While I arrived here Saturday afternoon, the full-scale lunching didn’t begin until I recovered on Monday. The plan, which I’ve worked out over the years, is to have walking/sightseeing activities in the morning, a big slap-up lunch at 12:30 or so, and then either a nap or light afternoon activities. There’s only coffee for breakfast and no dinner; ergo, I can eat a lot but not gain weight. The walking also helps: yesterday there must have been four hours on the hoof.
For lunch yesterday I returned to one of the first places I ate in Paris—when I moved here in the fall of 1989 for a six-month sabbatical. I lived in a tiny garret apartment on the Rue Jacob in the 6th Arrondissement: the literary area of the Left Bank.
Although I worked way out in the suburbs, nothing was going to stop me from living in the center of Paris. Every day I commuted an hour each way to the CNRS evolutionary biology labs in the suburb of Gif-sur-Yvette; but I didn’t mind the long commute (the only time in my life I haven’t walked or biked to work) because I was living in Paris!
The food here is, of course, a revelation to nearly all Americans, and as I learned about the restaurant culture and how to eat, I worked my way up from cheap student dives to fancier bistros and restaurants (I conserved funds by having a quotidian dinner at home of salad, a baguette, and France’s fantastic cheese). But our go-to restaurant in the neighborhood was La Lozère, a humble but wonderful bistro specializing in the hearty food of the Lozére, a department in southern France.
I hadn’t eaten there since I left Paris in the summer of 1990, but looked it up to discover it wasn’t only still going, but also had really good reviews. And so to lunch again—28 years later. But first, a brisk three-hour walk through the Marais, an old and colorful area of town.
One of the few medieval half-timbered buildings left in Paris:
Below is the Agoudas Hakehilos synagogue in the Marais, the only Art Nouveau synagogue I know of. Completed in 1914, it was designed and built by Hector Guimard, who also designed the fabulous Art Nouveau Metro signs that you can still see in Paris (e.g., here). The Germans dynamited it and six other synagogues in 1941, but it was restored.
Security at the synagogue is very high, as I learned when I watched someone with an appointment try to get in (sadly, there was no chance of me going inside, though I’d love to see the interior). This is, of course, because of the terrorist attacks on Jews in Paris.
A 17th century carving of a winemaker on a building across the Seine, just one of the many uncelebrated sculptures you can see if you keep your eyes peeled while walking around the city.
Some of the shops have retained their old and colorful business signs. This store once sold cooked vegetables, but now purveys confectionary from Provence. The Parisians are rightfully proud of their history.
Crossing from the Marais to the Left Bank and the Quai de la Tournelle, you get a great view of Notre Dame, with all the buttresses flying:
Here is La Lozère, exactly as it was three decades ago. It’s near the Place St. Michel: one of the few decent bistros in the area. (Allard is also near, but pricier, and I’ve not eaten there.) And, I found, it’s still very good.

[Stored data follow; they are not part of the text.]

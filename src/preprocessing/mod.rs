//! Image enhancement for OCR
//!
//! [`Pipeline`] runs the steps in a fixed order and records what each one
//! did. Steps are also usable on their own through [`steps`].

pub mod pipeline;
pub mod steps;

pub use pipeline::{enhance, Pipeline, Stage, StageContext, StageRecord};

The cozy interior. I reserved for noon, half an hour earlier than usual, and by 12:30 the place was full of diners who had reservations. Lots of others without reservations tried to get in, but were turned away. And everyone inside (except two of us) were French. Wine at lunch is de rigueur, though I don’t know how French workers can be productive after a bibulous lunch.
Appetizers: Charcuterie from the Lozére and foie gras sauteed with pears (note: anyone wishing to comment adversely on my choice of food should immediately leave this site). The wine is an inexpensive specimen from the region, a Côtes du Roussillon. (I never drink fancy or pricey wines in Paris.)
One difference from when I ate here in 1989-1990: back then, the charcuterie was a huge basket of whole sausages and a knife; you’d cut your own portions—as much as you wanted. But you still get cornichons (small gherkins) and butter to go with the excellent bread (which you do cut yourself from a big half loaf).
Lamb chops. The only misstep in the meal was that they were overcooked: they should be pink in the middle. Shredded squash and potatoes are on the side.
Duck breast (god help me). This was properly cooked: rosé, as a good magret de canard should be. But I am doubly damned, for this was not only duck, but it was cooked with HONEY. Honey! Potatoes and squash are on the side here, too:
The desserts were superb: a flaky apple tart with puff pastry, whipped cream, and dark honey, and a fantastic chestnut cake with a chocolate center and vanilla cream on the side. It’s chestnut season, and today I bought myself a special treat: marrons glacés, or candied chesnuts, which I adore.
I’d never had chestnut cake before, nor do I know how it’s made, but it was wonderful, with a heavy flavor of chestnut that melded perfectly with the coeur chocolat.